2. Mandamus lies to control the action of an administrative body in the exercise of its duties when such action is arbitrary or capricious.

3. 'Delay alone does not constitute laches; it is delay which places another at a disadvantage.' Syllabus, Point 3, Carter v. Carter, 107 W.Va. 394. (148 S.E. 378)

Campbell, Love, Woodroe & Kizer, John O. Kizer, Charleston, for relator.

Jack L. Miller, Parkersburg, George S. Sharp, Charleston, for respondents.

BROWNING, Judge:

This is an original proceeding in mandamus instituted in the name of the State of West Virginia at the relation of the Board of Education of the County of Kanawha, a corporation, relator herein, against N. H. Dyer, State Director of Health and Chairman of the State Committee of Barbers and Beauticians, Leonard W. Watson, Joy Lynch, Evaun Hardman, and Dennis Howard, members of the State Committee of Barbers and Beauticians, and E. B. Roush, Director of the Division of Barbers and Beauticians.

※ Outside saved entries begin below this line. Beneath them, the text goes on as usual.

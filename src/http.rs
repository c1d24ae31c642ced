//! HTTP front end: compose form, send sessions and broadcast endpoints.

use crate::address::AddressSource;
use crate::dispatch::{Dispatcher, SendReport};
use crate::email::ComposeRequest;
use crate::error::Error;
use crate::session::{into_draft, Draft, SessionRegistry};
use axum::extract::multipart::MultipartError;
use axum::extract::{DefaultBodyLimit, Multipart, Path, State};
use axum::http::StatusCode;
use axum::response::{Html, IntoResponse, Json, Response};
use axum::routing::{get, post};
use axum::Router;
use futures_util::TryStreamExt;
use serde_json::json;
use std::io;
use std::sync::Arc;
use tokio::net::TcpListener;
use tokio::sync::broadcast;
use tokio_util::io::StreamReader;
use tracing::{error, info};
use uuid::Uuid;

/// Embedded HTML UI.
const INDEX_HTML: &str = include_str!("../public/index.html");

/// Multipart field carrying attachment files.
const FILE_FIELD: &str = "file";

const ALREADY_SENT: &str = "Session already sent";

#[derive(Clone)]
struct AppState {
    sessions: Arc<SessionRegistry>,
    dispatcher: Dispatcher,
    source: Arc<AddressSource>,
}

/// Build the application router.
pub fn router(
    sessions: Arc<SessionRegistry>,
    dispatcher: Dispatcher,
    source: Arc<AddressSource>,
    max_upload: usize,
) -> Router {
    let state = AppState {
        sessions,
        dispatcher,
        source,
    };

    Router::new()
        .route("/", get(serve_index))
        .route("/index.html", get(serve_index))
        .route("/health", get(health_check))
        .route("/send", post(send_once))
        .route("/sessions", post(create_session))
        .route("/sessions/{id}", axum::routing::put(compose).delete(discard))
        .route("/sessions/{id}/attachments", post(attach))
        .route("/sessions/{id}/send", post(send_session))
        .fallback(not_found)
        .layer(DefaultBodyLimit::max(max_upload))
        .with_state(state)
}

/// Run the HTTP server until `shutdown` fires.
pub async fn run_http_server(
    listener: TcpListener,
    app: Router,
    mut shutdown: broadcast::Receiver<()>,
) {
    if let Err(e) = axum::serve(listener, app)
        .with_graceful_shutdown(async move {
            let _ = shutdown.recv().await;
        })
        .await
    {
        error!("HTTP server error: {e}");
    }
}

/// Error surfaced to HTTP clients as `{"ok": false, "error": ...}`.
enum ApiError {
    NotFound(&'static str),
    Conflict(&'static str),
    BadRequest(String),
    Failed(Error),
}

impl From<Error> for ApiError {
    fn from(e: Error) -> Self {
        Self::Failed(e)
    }
}

impl From<MultipartError> for ApiError {
    fn from(e: MultipartError) -> Self {
        Self::BadRequest(format!("invalid upload: {e}"))
    }
}

impl IntoResponse for ApiError {
    fn into_response(self) -> Response {
        let (status, msg) = match self {
            Self::NotFound(msg) => (StatusCode::NOT_FOUND, msg.to_string()),
            Self::Conflict(msg) => (StatusCode::CONFLICT, msg.to_string()),
            Self::BadRequest(msg) => (StatusCode::BAD_REQUEST, msg),
            Self::Failed(e) => {
                error!("Request failed: {e}");
                (StatusCode::INTERNAL_SERVER_ERROR, e.to_string())
            }
        };
        (status, Json(json!({ "ok": false, "error": msg }))).into_response()
    }
}

fn sent(report: SendReport) -> Json<serde_json::Value> {
    Json(json!({
        "ok": true,
        "recipients": report.recipients,
        "batches": report.batches,
    }))
}

async fn serve_index() -> Html<&'static str> {
    Html(INDEX_HTML)
}

async fn health_check(State(state): State<AppState>) -> Json<serde_json::Value> {
    Json(json!({
        "status": "ok",
        "sessions": state.sessions.len(),
    }))
}

async fn create_session(State(state): State<AppState>) -> Result<Response, ApiError> {
    let id = state.sessions.create()?;
    Ok((StatusCode::CREATED, Json(json!({ "id": id }))).into_response())
}

async fn compose(
    State(state): State<AppState>,
    Path(id): Path<Uuid>,
    Json(req): Json<ComposeRequest>,
) -> Result<Json<serde_json::Value>, ApiError> {
    info!("Session {id} subject: {:?}", req.subject);
    let draft = state.sessions.get_or_open(id)?;
    let mut draft = draft.lock().await;
    if draft.is_consumed() {
        return Err(ApiError::Conflict(ALREADY_SENT));
    }
    draft.compose(&req)?;
    Ok(Json(json!({ "ok": true })))
}

async fn attach(
    State(state): State<AppState>,
    Path(id): Path<Uuid>,
    mut multipart: Multipart,
) -> Result<Json<serde_json::Value>, ApiError> {
    let draft = state.sessions.get_or_open(id)?;
    let mut draft = draft.lock().await;
    if draft.is_consumed() {
        return Err(ApiError::Conflict(ALREADY_SENT));
    }

    while let Some(field) = multipart.next_field().await? {
        if field.name() != Some(FILE_FIELD) {
            continue;
        }
        let name = field
            .file_name()
            .and_then(|n| n.rsplit(['/', '\\']).next())
            .filter(|n| !n.is_empty())
            .unwrap_or("attachment")
            .to_string();

        let reader = StreamReader::new(field.map_err(io::Error::other));
        tokio::pin!(reader);
        draft.attach(&name, reader).await?;
        info!("Session {id}: attached {name:?}");
    }

    Ok(Json(json!({
        "ok": true,
        "attachments": draft.message().attachment_names(),
    })))
}

async fn send_session(
    State(state): State<AppState>,
    Path(id): Path<Uuid>,
    body: Option<Json<ComposeRequest>>,
) -> Result<Json<serde_json::Value>, ApiError> {
    let shared = state
        .sessions
        .take(id)
        .ok_or(ApiError::NotFound("No such session"))?;
    let mut draft = into_draft(shared).await?;
    if let Some(Json(req)) = body {
        draft.compose(&req)?;
    }

    let report = state.dispatcher.broadcast(draft, &state.source).await?;
    Ok(sent(report))
}

async fn send_once(
    State(state): State<AppState>,
    Json(req): Json<ComposeRequest>,
) -> Result<Json<serde_json::Value>, ApiError> {
    info!("subject: {:?}", req.subject);
    let mut draft = Draft::open()?;
    draft.compose(&req)?;

    let report = state.dispatcher.broadcast(draft, &state.source).await?;
    Ok(sent(report))
}

async fn discard(State(state): State<AppState>, Path(id): Path<Uuid>) -> StatusCode {
    if state.sessions.discard(id).await {
        StatusCode::NO_CONTENT
    } else {
        StatusCode::NOT_FOUND
    }
}

async fn not_found() -> (StatusCode, &'static str) {
    (StatusCode::NOT_FOUND, "Not found")
}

Sometime prior to November 4, 1969, relator submitted an application to respondents for a license to operate a school of beauty culture in furtherance of its plans to establish such a school at the Carver Career and Technical Center, a vocational school operated by relator. On November 4, 1969, at a meeting of the respondent committee, the following motion was offered, seconded and apparently approved:

That the application for a license to teach beauty culture in the Carver Career and Technical Center * * * be approved and that a license to operate this school be granted when an inspection of said school reveals that the applicant has complied with the law and rules and regulations governing the operation of beauty schools in this state, and in effect, on the date of inspection.

On December 22, 1969, respondent Roush sent a letter to Clarence E. Burdette, Director of Adult Vocational Education for relator, informing him of the action taken. The letter bore a notation that respondent Dyer had 'approved and forwarded' the letter, and it was signed by him as chairman of the Committee.

Relator alleges that in reliance upon this, it 'expended large sums of money furnishing and equipping' the school totalling approximately $33,000.00, entered into one-year contracts with two teachers, and enrolled forty students for the school term commenced in September, 1970. Thereafter, the Committee met on July 21, 1970, and upon hearing representatives of the West Virginia Beauty Schools Association, which represents private beauty schools, and without notice to relator, 'arbitrarily, capriciously and unlawfully rescinded its action of November 4, 1969, and voted to reject the application * * *.' Respondent Roush so informed relator of this by letter dated July 29, 1970. This letter was not approved by respondent Dyer, as relator maintains was required by Code, 16--14--3, as amended.

On September 15, 1970, relator notified respondents that it intended to open the school on September 26th pursuant to the authorization given it in the aforementioned December 22, 1969, letter, and paid the required $25.00 inspection fee. On September 16, 1970, respondent Roush, in a letter 'approved and forwarded' by respondent Dyer, informed relator that he had received the notice, and that:

This information has been handed to our inspector, who will call and inspect your school within a few days. If the school is found to meet the specified requirements, a School Opening Certificate will be issued at the earliest possible date.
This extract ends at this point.